Collected data entries:
++++++++

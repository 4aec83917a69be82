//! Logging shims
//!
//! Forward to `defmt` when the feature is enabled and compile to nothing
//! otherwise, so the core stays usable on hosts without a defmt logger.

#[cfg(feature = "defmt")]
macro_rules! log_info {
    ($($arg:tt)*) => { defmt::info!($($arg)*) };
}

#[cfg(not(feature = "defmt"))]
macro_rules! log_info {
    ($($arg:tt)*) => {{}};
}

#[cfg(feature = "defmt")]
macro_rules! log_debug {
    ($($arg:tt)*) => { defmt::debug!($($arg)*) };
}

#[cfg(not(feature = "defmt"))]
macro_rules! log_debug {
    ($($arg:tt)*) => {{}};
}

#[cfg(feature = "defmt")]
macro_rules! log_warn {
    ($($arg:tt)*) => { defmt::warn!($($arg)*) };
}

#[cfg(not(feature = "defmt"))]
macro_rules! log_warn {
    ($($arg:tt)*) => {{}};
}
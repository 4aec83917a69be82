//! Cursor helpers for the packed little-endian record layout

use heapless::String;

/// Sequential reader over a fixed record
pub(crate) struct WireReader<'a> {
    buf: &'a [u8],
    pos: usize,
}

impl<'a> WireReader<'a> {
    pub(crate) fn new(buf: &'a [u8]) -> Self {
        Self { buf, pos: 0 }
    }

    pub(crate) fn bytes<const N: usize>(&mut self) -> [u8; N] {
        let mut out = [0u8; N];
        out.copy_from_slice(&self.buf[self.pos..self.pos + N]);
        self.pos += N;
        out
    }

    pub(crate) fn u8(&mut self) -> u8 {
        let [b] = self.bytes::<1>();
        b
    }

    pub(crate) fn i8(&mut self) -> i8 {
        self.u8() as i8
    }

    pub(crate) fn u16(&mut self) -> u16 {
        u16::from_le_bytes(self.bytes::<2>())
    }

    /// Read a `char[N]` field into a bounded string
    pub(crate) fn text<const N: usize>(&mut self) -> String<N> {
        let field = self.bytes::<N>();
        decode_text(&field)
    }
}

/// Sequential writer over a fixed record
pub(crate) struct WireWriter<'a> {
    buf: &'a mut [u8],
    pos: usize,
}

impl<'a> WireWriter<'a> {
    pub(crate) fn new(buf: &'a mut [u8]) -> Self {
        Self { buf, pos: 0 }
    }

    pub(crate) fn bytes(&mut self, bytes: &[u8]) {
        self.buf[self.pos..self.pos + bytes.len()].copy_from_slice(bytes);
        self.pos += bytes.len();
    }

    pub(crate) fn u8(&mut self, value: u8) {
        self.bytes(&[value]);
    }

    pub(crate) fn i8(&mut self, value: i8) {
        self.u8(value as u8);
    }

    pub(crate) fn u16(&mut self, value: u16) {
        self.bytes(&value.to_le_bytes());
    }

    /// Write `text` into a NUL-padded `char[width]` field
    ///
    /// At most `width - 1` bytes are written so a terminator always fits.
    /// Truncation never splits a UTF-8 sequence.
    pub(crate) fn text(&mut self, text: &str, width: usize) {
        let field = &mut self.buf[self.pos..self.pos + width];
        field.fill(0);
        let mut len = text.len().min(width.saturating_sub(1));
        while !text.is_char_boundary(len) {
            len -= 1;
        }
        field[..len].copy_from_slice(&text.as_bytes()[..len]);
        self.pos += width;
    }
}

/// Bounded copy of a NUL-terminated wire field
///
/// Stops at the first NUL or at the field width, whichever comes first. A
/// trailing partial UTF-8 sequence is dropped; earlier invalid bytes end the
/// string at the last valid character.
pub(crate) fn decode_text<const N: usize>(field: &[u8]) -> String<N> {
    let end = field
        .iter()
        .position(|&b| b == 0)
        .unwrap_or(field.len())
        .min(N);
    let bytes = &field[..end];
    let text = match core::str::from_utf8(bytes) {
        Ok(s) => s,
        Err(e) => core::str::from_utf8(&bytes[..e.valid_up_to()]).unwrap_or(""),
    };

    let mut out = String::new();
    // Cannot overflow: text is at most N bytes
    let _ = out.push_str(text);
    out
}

++++++++

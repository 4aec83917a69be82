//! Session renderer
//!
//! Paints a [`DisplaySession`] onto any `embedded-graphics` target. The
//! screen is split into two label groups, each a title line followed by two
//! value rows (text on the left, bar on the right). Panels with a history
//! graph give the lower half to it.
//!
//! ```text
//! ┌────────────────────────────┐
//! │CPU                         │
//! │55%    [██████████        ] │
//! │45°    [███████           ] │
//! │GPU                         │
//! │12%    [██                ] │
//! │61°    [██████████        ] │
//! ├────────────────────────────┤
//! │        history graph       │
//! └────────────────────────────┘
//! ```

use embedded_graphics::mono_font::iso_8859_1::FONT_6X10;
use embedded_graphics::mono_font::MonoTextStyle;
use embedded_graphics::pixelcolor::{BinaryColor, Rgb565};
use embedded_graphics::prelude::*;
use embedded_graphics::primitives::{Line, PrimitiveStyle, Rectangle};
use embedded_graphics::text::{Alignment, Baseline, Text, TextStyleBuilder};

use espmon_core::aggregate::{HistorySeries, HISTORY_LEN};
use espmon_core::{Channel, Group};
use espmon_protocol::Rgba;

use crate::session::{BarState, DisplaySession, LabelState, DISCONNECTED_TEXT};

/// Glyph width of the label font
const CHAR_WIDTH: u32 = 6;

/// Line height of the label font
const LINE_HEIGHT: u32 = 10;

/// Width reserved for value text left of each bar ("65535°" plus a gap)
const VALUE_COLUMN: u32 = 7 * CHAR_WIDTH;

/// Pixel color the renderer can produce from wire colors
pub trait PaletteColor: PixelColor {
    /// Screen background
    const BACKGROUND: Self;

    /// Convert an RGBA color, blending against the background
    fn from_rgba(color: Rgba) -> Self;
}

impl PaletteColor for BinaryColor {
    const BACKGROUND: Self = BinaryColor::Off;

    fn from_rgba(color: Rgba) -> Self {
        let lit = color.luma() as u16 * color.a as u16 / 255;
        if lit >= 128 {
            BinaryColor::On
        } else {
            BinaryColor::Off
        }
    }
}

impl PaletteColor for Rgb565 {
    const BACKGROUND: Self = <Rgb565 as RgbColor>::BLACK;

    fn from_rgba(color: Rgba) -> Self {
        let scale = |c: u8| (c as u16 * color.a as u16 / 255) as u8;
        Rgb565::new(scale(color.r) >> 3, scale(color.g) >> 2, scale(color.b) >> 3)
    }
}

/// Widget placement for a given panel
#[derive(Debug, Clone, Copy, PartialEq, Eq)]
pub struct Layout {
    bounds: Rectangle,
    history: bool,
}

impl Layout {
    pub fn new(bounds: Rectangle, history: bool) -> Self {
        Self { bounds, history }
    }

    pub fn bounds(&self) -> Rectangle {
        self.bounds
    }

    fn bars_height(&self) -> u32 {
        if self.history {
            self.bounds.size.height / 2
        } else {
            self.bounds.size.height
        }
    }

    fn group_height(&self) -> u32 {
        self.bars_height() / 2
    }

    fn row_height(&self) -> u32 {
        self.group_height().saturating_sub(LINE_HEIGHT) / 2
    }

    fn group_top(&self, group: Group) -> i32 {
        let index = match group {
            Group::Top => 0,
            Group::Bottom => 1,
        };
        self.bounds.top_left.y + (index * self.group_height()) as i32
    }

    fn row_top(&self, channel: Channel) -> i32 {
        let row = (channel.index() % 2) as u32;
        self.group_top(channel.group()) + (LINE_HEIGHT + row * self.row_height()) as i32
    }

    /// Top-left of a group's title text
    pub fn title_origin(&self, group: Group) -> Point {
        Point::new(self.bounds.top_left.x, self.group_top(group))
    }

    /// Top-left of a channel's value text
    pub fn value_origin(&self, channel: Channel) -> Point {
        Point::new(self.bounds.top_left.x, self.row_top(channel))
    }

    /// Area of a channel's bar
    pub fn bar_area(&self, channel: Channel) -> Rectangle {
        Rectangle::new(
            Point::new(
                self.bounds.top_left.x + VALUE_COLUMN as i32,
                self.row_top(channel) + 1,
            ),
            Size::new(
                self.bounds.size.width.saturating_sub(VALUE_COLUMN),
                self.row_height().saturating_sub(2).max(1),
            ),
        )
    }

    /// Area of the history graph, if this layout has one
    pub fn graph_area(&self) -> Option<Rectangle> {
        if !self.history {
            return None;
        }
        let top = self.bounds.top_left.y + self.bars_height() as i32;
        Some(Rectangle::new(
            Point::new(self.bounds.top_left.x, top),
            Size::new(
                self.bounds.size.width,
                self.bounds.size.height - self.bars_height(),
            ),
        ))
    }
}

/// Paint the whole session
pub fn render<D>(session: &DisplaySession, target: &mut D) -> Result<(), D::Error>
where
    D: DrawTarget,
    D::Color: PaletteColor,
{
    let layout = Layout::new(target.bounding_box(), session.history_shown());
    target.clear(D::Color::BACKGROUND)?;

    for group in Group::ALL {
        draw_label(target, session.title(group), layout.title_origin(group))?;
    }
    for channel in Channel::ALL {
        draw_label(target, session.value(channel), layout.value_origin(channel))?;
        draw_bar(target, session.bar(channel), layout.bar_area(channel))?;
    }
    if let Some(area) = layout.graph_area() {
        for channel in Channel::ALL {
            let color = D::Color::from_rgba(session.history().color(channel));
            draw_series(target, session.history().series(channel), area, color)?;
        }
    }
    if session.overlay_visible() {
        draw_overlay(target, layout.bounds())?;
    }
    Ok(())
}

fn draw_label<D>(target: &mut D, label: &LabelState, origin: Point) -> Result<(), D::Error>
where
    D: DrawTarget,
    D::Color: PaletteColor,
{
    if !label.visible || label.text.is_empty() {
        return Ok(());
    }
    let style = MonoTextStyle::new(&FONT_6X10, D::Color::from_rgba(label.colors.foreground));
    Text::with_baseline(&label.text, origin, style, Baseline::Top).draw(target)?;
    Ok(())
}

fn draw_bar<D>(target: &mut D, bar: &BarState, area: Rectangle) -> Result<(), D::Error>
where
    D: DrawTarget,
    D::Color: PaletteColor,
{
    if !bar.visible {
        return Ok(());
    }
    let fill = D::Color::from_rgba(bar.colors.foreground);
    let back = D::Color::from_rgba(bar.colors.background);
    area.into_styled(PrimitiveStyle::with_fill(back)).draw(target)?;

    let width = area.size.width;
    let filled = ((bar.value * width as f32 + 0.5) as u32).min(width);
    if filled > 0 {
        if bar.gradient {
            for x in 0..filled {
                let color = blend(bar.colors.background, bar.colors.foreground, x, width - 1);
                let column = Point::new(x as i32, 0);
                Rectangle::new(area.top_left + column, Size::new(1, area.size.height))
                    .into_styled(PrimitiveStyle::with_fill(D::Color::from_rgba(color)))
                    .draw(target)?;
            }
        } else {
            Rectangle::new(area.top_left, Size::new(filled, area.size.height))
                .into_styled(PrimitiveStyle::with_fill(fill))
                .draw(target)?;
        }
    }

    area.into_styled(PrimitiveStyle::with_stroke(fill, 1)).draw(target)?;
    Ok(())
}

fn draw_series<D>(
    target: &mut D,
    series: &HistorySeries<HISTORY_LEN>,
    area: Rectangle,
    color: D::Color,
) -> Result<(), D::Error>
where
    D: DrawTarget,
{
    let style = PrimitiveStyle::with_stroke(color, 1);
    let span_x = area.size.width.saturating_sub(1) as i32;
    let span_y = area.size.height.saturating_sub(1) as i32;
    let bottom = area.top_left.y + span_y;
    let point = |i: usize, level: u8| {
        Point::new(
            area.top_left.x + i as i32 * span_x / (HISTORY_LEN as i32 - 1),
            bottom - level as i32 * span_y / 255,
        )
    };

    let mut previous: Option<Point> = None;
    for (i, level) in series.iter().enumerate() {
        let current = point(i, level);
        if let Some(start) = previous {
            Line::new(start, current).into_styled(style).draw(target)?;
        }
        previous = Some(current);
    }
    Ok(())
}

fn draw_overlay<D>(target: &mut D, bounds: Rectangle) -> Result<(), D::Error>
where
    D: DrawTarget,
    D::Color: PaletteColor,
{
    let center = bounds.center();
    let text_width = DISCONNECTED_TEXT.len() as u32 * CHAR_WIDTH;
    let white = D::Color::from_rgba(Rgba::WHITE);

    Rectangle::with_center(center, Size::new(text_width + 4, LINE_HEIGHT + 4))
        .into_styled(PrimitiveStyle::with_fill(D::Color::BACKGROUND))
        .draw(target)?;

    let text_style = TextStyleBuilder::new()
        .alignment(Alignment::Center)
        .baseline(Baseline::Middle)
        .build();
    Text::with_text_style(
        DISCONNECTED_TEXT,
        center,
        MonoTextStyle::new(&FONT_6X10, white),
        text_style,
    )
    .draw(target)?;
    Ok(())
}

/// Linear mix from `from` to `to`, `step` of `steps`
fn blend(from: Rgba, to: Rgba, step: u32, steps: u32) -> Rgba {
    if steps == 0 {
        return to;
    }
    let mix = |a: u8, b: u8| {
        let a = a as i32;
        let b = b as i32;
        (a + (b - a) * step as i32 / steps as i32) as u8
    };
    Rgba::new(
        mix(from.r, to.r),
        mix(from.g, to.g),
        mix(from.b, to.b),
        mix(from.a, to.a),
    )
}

++++++++

• _Task details_: Tell how many lines of the records above contain "HistorySeries", replying with the number only.

• _Solution to this problem_: 2